Tak Ada Perubahan Aturan soal Penyekatan di Masa PPKM Level 4 Jakarta

Yogi Ernes - detikNews
Kamis, 22 Jul 2021 16:46 WIB
Kendaraan melintas di tempat penyekatan Pemberlakuan Pembatasan Kegiatan Masyarakat (PPKM) Darurat di Jalan Jenderal Sudirman, Jakarta, Senin (19/7/2021). Pemerintah masih mempertimbangkan rencana perpanjangan masa PPKM darurat Jawa-Bali yang akan berakhir pada Selasa (20/7/2021). ANTARA FOTO/Rivan Awal Lingga/aww.
Penyekatan PPKM di Jl Jenderal Sudirman (ANTARA FOTO/Rivan Awal Lingga)
Jakarta -

Pemerintah telah menetapkan PPKM level 4 di Jawa-Bali sebagai perpanjangan PPKM darurat. Sejauh ini aparat kepolisian belum menerapkan adanya kebijakan baru terkait penyekatan di masa PPKM level 4 Jakarta ini.

"Belum ada (perubahan aturan), masih sama dengan sebelumnya," kata Dirlantas Polda Metro Jaya Kombes Sambodo Purnomo Yogo saat dihubungi detikcom, Kamis (22/7/2021).

Sambodo mengatakan tidak ada perubahan terkait penyekatan di masa PPKM level 4 ini. Penyekatan masih berlangsung di 100 titik sekat di Jakarta hingga 25 Juli mendatang.

"Penyekatan tetap kita laksanakan, sambil menunggu perkembangan kebijakan pemerintah di tanggal 26 Juli," jelas Sambodo.

Terkait relaksasi yang disiapkan pemerintah pada 26 Juli jika angka virus Corona menurun, Sambodo enggan berkomentar lebih jauh. Dia menyebut pihaknya masih menunggu arahan pemerintah pusat perihal wacana pelonggaran tersebut.

"Kita menunggu kebijakan pemerintah dan hasil kajian nanti," katanya.
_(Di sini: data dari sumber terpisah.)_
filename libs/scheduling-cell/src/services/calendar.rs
//! Pure interval arithmetic shared by the availability engine and the booking
//! transaction. All intervals are half-open `[start, end)`.

use chrono::{DateTime, Duration, LocalResult, NaiveDate, NaiveTime, TimeZone, Utc};
use chrono_tz::Tz;

/// Longest DST gap we step across when resolving a local time.
const MAX_DST_GAP_MINUTES: i64 = 180;
const DST_GAP_STEP_MINUTES: i64 = 15;

/// True iff the half-open intervals intersect. Touching intervals do not.
pub fn overlaps(
    a_start: DateTime<Utc>,
    a_end: DateTime<Utc>,
    b_start: DateTime<Utc>,
    b_end: DateTime<Utc>,
) -> bool {
    a_start < b_end && b_start < a_end
}

/// The window a session keeps off-limits: buffer applies after the end only.
pub fn expand_with_buffer(
    start: DateTime<Utc>,
    end: DateTime<Utc>,
    buffer_minutes: u32,
) -> (DateTime<Utc>, DateTime<Utc>) {
    (start, end + Duration::minutes(i64::from(buffer_minutes)))
}

/// True iff the candidate lies fully inside the window.
pub fn clip_to_window(
    candidate_start: DateTime<Utc>,
    candidate_end: DateTime<Utc>,
    window_start: DateTime<Utc>,
    window_end: DateTime<Utc>,
) -> bool {
    candidate_start >= window_start && candidate_end <= window_end
}

/// Resolve a wall-clock time on a date in `tz` to an instant.
///
/// Ambiguous times (clocks falling back) take the earlier instant. Times inside
/// a gap (clocks springing forward) move to the first valid local time after it.
pub fn resolve_local(tz: &Tz, date: NaiveDate, time: NaiveTime) -> Option<DateTime<Utc>> {
    let local = date.and_time(time);

    let mut shifted = 0;
    while shifted <= MAX_DST_GAP_MINUTES {
        match tz.from_local_datetime(&(local + Duration::minutes(shifted))) {
            LocalResult::Single(instant) => return Some(instant.with_timezone(&Utc)),
            LocalResult::Ambiguous(earliest, _) => return Some(earliest.with_timezone(&Utc)),
            LocalResult::None => shifted += DST_GAP_STEP_MINUTES,
        }
    }

    None
}

/// Local calendar dates in `tz` touched by `[start, end]`, inclusive.
pub fn local_date_span(tz: &Tz, start: DateTime<Utc>, end: DateTime<Utc>) -> (NaiveDate, NaiveDate) {
    (
        start.with_timezone(tz).date_naive(),
        end.with_timezone(tz).date_naive(),
    )
}
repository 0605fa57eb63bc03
pub mod supabase;

pub use supabase::{DatabaseError, SupabaseClient};
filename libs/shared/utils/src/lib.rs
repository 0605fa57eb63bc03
pub mod extractor;
pub mod jwt;
pub mod test_utils;
// libs/scheduling-cell/src/models.rs
use std::fmt;
use std::sync::OnceLock;

use chrono::{DateTime, Duration, NaiveTime, Utc, Weekday};
use chrono_tz::Tz;
use regex::Regex;
use serde::{Deserialize, Serialize};
use uuid::Uuid;

use crate::error::BookingError;

// ==============================================================================
// THERAPIST CONFIGURATION
// ==============================================================================

#[derive(Debug, Clone, Serialize, Deserialize, PartialEq)]
pub struct Therapist {
    pub id: Uuid,
    pub display_name: String,
    pub email: String,
}

/// A recurring weekly interval during which sessions may be scheduled,
/// expressed in the owning config's timezone.
#[derive(Debug, Clone, Serialize, Deserialize, PartialEq)]
pub struct WorkingHours {
    pub day_of_week: Weekday,
    pub start_time: NaiveTime,
    pub end_time: NaiveTime,
}

#[derive(Debug, Clone, Serialize, Deserialize, PartialEq)]
pub struct TherapistScheduleConfig {
    pub therapist_id: Uuid,
    /// IANA timezone name, e.g. "Europe/London".
    pub timezone: String,
    pub working_hours: Vec<WorkingHours>,
    pub default_session_duration: u32,
    /// Minutes blocked after each session.
    pub buffer_time: u32,
    pub advance_booking_days: u32,
    pub min_booking_notice_hours: u32,
}

impl TherapistScheduleConfig {
    pub fn tz(&self) -> Option<Tz> {
        self.timezone.parse().ok()
    }

    pub fn buffer(&self) -> Duration {
        Duration::minutes(i64::from(self.buffer_time))
    }

    pub fn earliest_bookable(&self, now: DateTime<Utc>) -> DateTime<Utc> {
        now.checked_add_signed(Duration::hours(i64::from(self.min_booking_notice_hours)))
            .unwrap_or(DateTime::<Utc>::MAX_UTC)
    }

    pub fn booking_horizon(&self, now: DateTime<Utc>) -> DateTime<Utc> {
        now.checked_add_signed(Duration::days(i64::from(self.advance_booking_days)))
            .unwrap_or(DateTime::<Utc>::MAX_UTC)
    }

    pub fn windows_for(&self, day: Weekday) -> impl Iterator<Item = &WorkingHours> {
        self.working_hours.iter().filter(move |window| window.day_of_week == day)
    }
}

#[derive(Debug, Clone, Copy, Serialize, Deserialize, PartialEq, Eq, Hash)]
#[serde(rename_all = "snake_case")]
pub enum MeetingType {
    InPerson,
    Video,
    Phone,
}

impl fmt::Display for MeetingType {
    fn fmt(&self, f: &mut fmt::Formatter<'_>) -> fmt::Result {
        match self {
            MeetingType::InPerson => write!(f, "in_person"),
            MeetingType::Video => write!(f, "video"),
            MeetingType::Phone => write!(f, "phone"),
        }
    }
}

#[derive(Debug, Clone, Serialize, Deserialize, PartialEq)]
pub struct SessionType {
    pub id: Uuid,
    pub therapist_id: Uuid,
    pub name: String,
    /// Minutes.
    pub duration: u32,
    pub meeting_type: MeetingType,
    pub meeting_location: Option<String>,
    pub is_active: bool,
}

impl SessionType {
    pub fn length(&self) -> Duration {
        Duration::minutes(i64::from(self.duration))
    }
}

// ==============================================================================
// BOOKINGS
// ==============================================================================

#[derive(Debug, Clone, Copy, Serialize, Deserialize, PartialEq, Eq, Hash)]
#[serde(rename_all = "snake_case")]
pub enum BookingStatus {
    Pending,
    Confirmed,
    Cancelled,
    Completed,
    NoShow,
}

impl BookingStatus {
    /// Statuses that occupy the therapist's calendar.
    pub const ACTIVE: [BookingStatus; 2] = [BookingStatus::Pending, BookingStatus::Confirmed];

    pub fn is_active(&self) -> bool {
        Self::ACTIVE.contains(self)
    }

    pub fn is_terminal(&self) -> bool {
        matches!(self, BookingStatus::Cancelled | BookingStatus::Completed | BookingStatus::NoShow)
    }

    pub fn as_str(&self) -> &'static str {
        match self {
            BookingStatus::Pending => "pending",
            BookingStatus::Confirmed => "confirmed",
            BookingStatus::Cancelled => "cancelled",
            BookingStatus::Completed => "completed",
            BookingStatus::NoShow => "no_show",
        }
    }
}

impl fmt::Display for BookingStatus {
    fn fmt(&self, f: &mut fmt::Formatter<'_>) -> fmt::Result {
        f.write_str(self.as_str())
    }
}

#[derive(Debug, Clone, Copy, Default, Serialize, Deserialize, PartialEq, Eq)]
#[serde(rename_all = "snake_case")]
pub enum CancelledBy {
    #[default]
    Client,
    Therapist,
    Staff,
    System,
}

#[derive(Debug, Clone, Serialize, Deserialize, PartialEq)]
pub struct Booking {
    pub id: Uuid,
    pub booking_reference: String,
    pub therapist_id: Uuid,
    pub session_type_id: Option<Uuid>,
    pub client_id: Option<String>,
    pub client_name: String,
    pub client_email: String,
    pub client_phone: Option<String>,
    pub client_notes: Option<String>,
    pub start_datetime: DateTime<Utc>,
    pub end_datetime: DateTime<Utc>,
    /// Display timezone the client booked in.
    pub timezone: String,
    pub status: BookingStatus,
    pub meeting_type: MeetingType,
    pub meeting_link: Option<String>,
    pub meeting_location: Option<String>,
    pub cancellation_reason: Option<String>,
    pub cancelled_by: Option<CancelledBy>,
    pub cancelled_at: Option<DateTime<Utc>>,
    pub internal_notes: Option<String>,
    pub reminder_sent_at: Option<DateTime<Utc>>,
    pub created_by: String,
    pub created_at: DateTime<Utc>,
    pub updated_at: DateTime<Utc>,
}

impl Booking {
    pub fn is_active(&self) -> bool {
        self.status.is_active()
    }

    /// End of the interval this booking keeps off-limits, buffer included.
    pub fn blocked_until(&self, buffer: Duration) -> DateTime<Utc> {
        self.end_datetime + buffer
    }

    pub fn duration_minutes(&self) -> i64 {
        (self.end_datetime - self.start_datetime).num_minutes()
    }
}

/// A candidate `[start, end)` interval offered for booking.
#[derive(Debug, Clone, Copy, Serialize, Deserialize, PartialEq, Eq, PartialOrd, Ord)]
pub struct Slot {
    pub start: DateTime<Utc>,
    pub end: DateTime<Utc>,
}

// ==============================================================================
// REQUEST/RESPONSE MODELS
// ==============================================================================

#[derive(Debug, Clone, Serialize, Deserialize)]
pub struct AvailabilityQuery {
    pub therapist_id: Uuid,
    pub session_type_id: Uuid,
    pub from: DateTime<Utc>,
    pub to: DateTime<Utc>,
}

#[derive(Debug, Clone, Serialize, Deserialize)]
pub struct AvailabilityResponse {
    pub therapist_id: Uuid,
    pub session_type_id: Uuid,
    pub timezone: String,
    pub slots: Vec<Slot>,
}

#[derive(Debug, Clone, Serialize, Deserialize)]
pub struct CreateBookingRequest {
    pub therapist_id: Uuid,
    pub session_type_id: Uuid,
    pub client_name: String,
    pub client_email: String,
    pub client_phone: Option<String>,
    pub start_datetime: DateTime<Utc>,
    pub end_datetime: DateTime<Utc>,
    pub client_notes: Option<String>,
    /// Display timezone; defaults to the therapist's.
    pub timezone: Option<String>,
}

fn email_pattern() -> &'static Regex {
    static EMAIL: OnceLock<Regex> = OnceLock::new();
    EMAIL.get_or_init(|| {
        Regex::new(r"^[^@\s]+@[^@\s]+\.[^@\s]+$").expect("email pattern is valid")
    })
}

impl CreateBookingRequest {
    /// Shape checks that need no storage access.
    pub fn validate(&self) -> Result<(), BookingError> {
        if self.client_name.trim().is_empty() {
            return Err(BookingError::InvalidRequest("client_name is required".to_string()));
        }

        if !email_pattern().is_match(self.client_email.trim()) {
            return Err(BookingError::InvalidRequest(format!(
                "client_email '{}' is not a valid email address",
                self.client_email
            )));
        }

        if self.end_datetime <= self.start_datetime {
            return Err(BookingError::InvalidRequest(
                "end_datetime must be after start_datetime".to_string(),
            ));
        }

        if let Some(timezone) = &self.timezone {
            if timezone.parse::<Tz>().is_err() {
                return Err(BookingError::InvalidRequest(format!("Unknown timezone '{}'", timezone)));
            }
        }

        Ok(())
    }
}

/// Who is asking for the booking, resolved from the request's credentials.
#[derive(Debug, Clone, Default)]
pub struct BookingContext {
    pub client_id: Option<String>,
    pub created_by: String,
}

impl BookingContext {
    pub fn anonymous() -> Self {
        Self {
            client_id: None,
            created_by: "public".to_string(),
        }
    }
}

#[derive(Debug, Clone, Serialize, Deserialize)]
pub struct BookingConfirmation {
    pub booking_reference: String,
    pub status: BookingStatus,
    pub meeting_link: Option<String>,
    pub start_datetime: DateTime<Utc>,
    pub end_datetime: DateTime<Utc>,
    pub confirmation: String,
}

#[derive(Debug, Clone, Serialize, Deserialize)]
pub struct CancelBookingRequest {
    pub reason: Option<String>,
    #[serde(default)]
    pub cancelled_by: CancelledBy,
}

#[derive(Debug, Clone, Deserialize)]
pub struct ReminderQuery {
    pub hours_ahead: Option<u32>,
}

#[cfg(test)]
mod tests {
    use super::*;
    use chrono::TimeZone;

    fn request() -> CreateBookingRequest {
        CreateBookingRequest {
            therapist_id: Uuid::new_v4(),
            session_type_id: Uuid::new_v4(),
            client_name: "Robin Client".to_string(),
            client_email: "robin@example.com".to_string(),
            client_phone: None,
            start_datetime: Utc.with_ymd_and_hms(2026, 3, 16, 9, 0, 0).unwrap(),
            end_datetime: Utc.with_ymd_and_hms(2026, 3, 16, 9, 50, 0).unwrap(),
            client_notes: None,
            timezone: None,
        }
    }

    #[test]
    fn well_formed_request_passes() {
        assert!(request().validate().is_ok());
    }

    #[test]
    fn end_before_start_is_rejected() {
        let mut bad = request();
        bad.end_datetime = bad.start_datetime;
        assert!(matches!(bad.validate(), Err(BookingError::InvalidRequest(_))));
    }

    #[test]
    fn malformed_email_and_blank_name_are_rejected() {
        let mut bad = request();
        bad.client_email = "robin.example.com".to_string();
        assert!(bad.validate().is_err());

        let mut bad = request();
        bad.client_name = "   ".to_string();
        assert!(bad.validate().is_err());
    }

    #[test]
    fn only_pending_and_confirmed_are_active() {
        assert!(BookingStatus::Pending.is_active());
        assert!(BookingStatus::Confirmed.is_active());
        assert!(!BookingStatus::Cancelled.is_active());
        assert!(BookingStatus::NoShow.is_terminal());
        assert_eq!(BookingStatus::NoShow.to_string(), "no_show");
    }
}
Untuk diketahui, Presiden Joko Widodo (Jokowi )mengumumkan pemberlakuan pembatasan kegiatan masyarakat (PPKM) darurat COVID-19 diperpanjang hingga 25 Juli2021. Jika memang ada tren penurunan, maka pemerintah akan melakukan pelonggaran berbagai sektor secara bertahap.

"Kita selalu memantau, memahami dinamika di lapangan dan juga mendengar suara-suara masyarakat yang terdampak PPKM. Karena itu, jika tren kasus terus mengalami penurunan, maka tanggal 26 Juli pemerintah akan melakukan pembukaan secara bertahap," kata Jokowi.

Pernyataan tersebut disampaikan dalam jumpa pers yang disiarkan secara langsung lewat akun YouTube Sekretariat Presiden, Selasa (20/7) malam.

Jokowi menjelaskan, jika memang kasus COVID-19 mengalami penurunan, sektor informal akan diperbolehkan dibuka kembali setelah tanggal 26 Juli nanti dengan ketentuan waktu dan kapasitas pengunjung yang akan diatur oleh pemerintah daerah.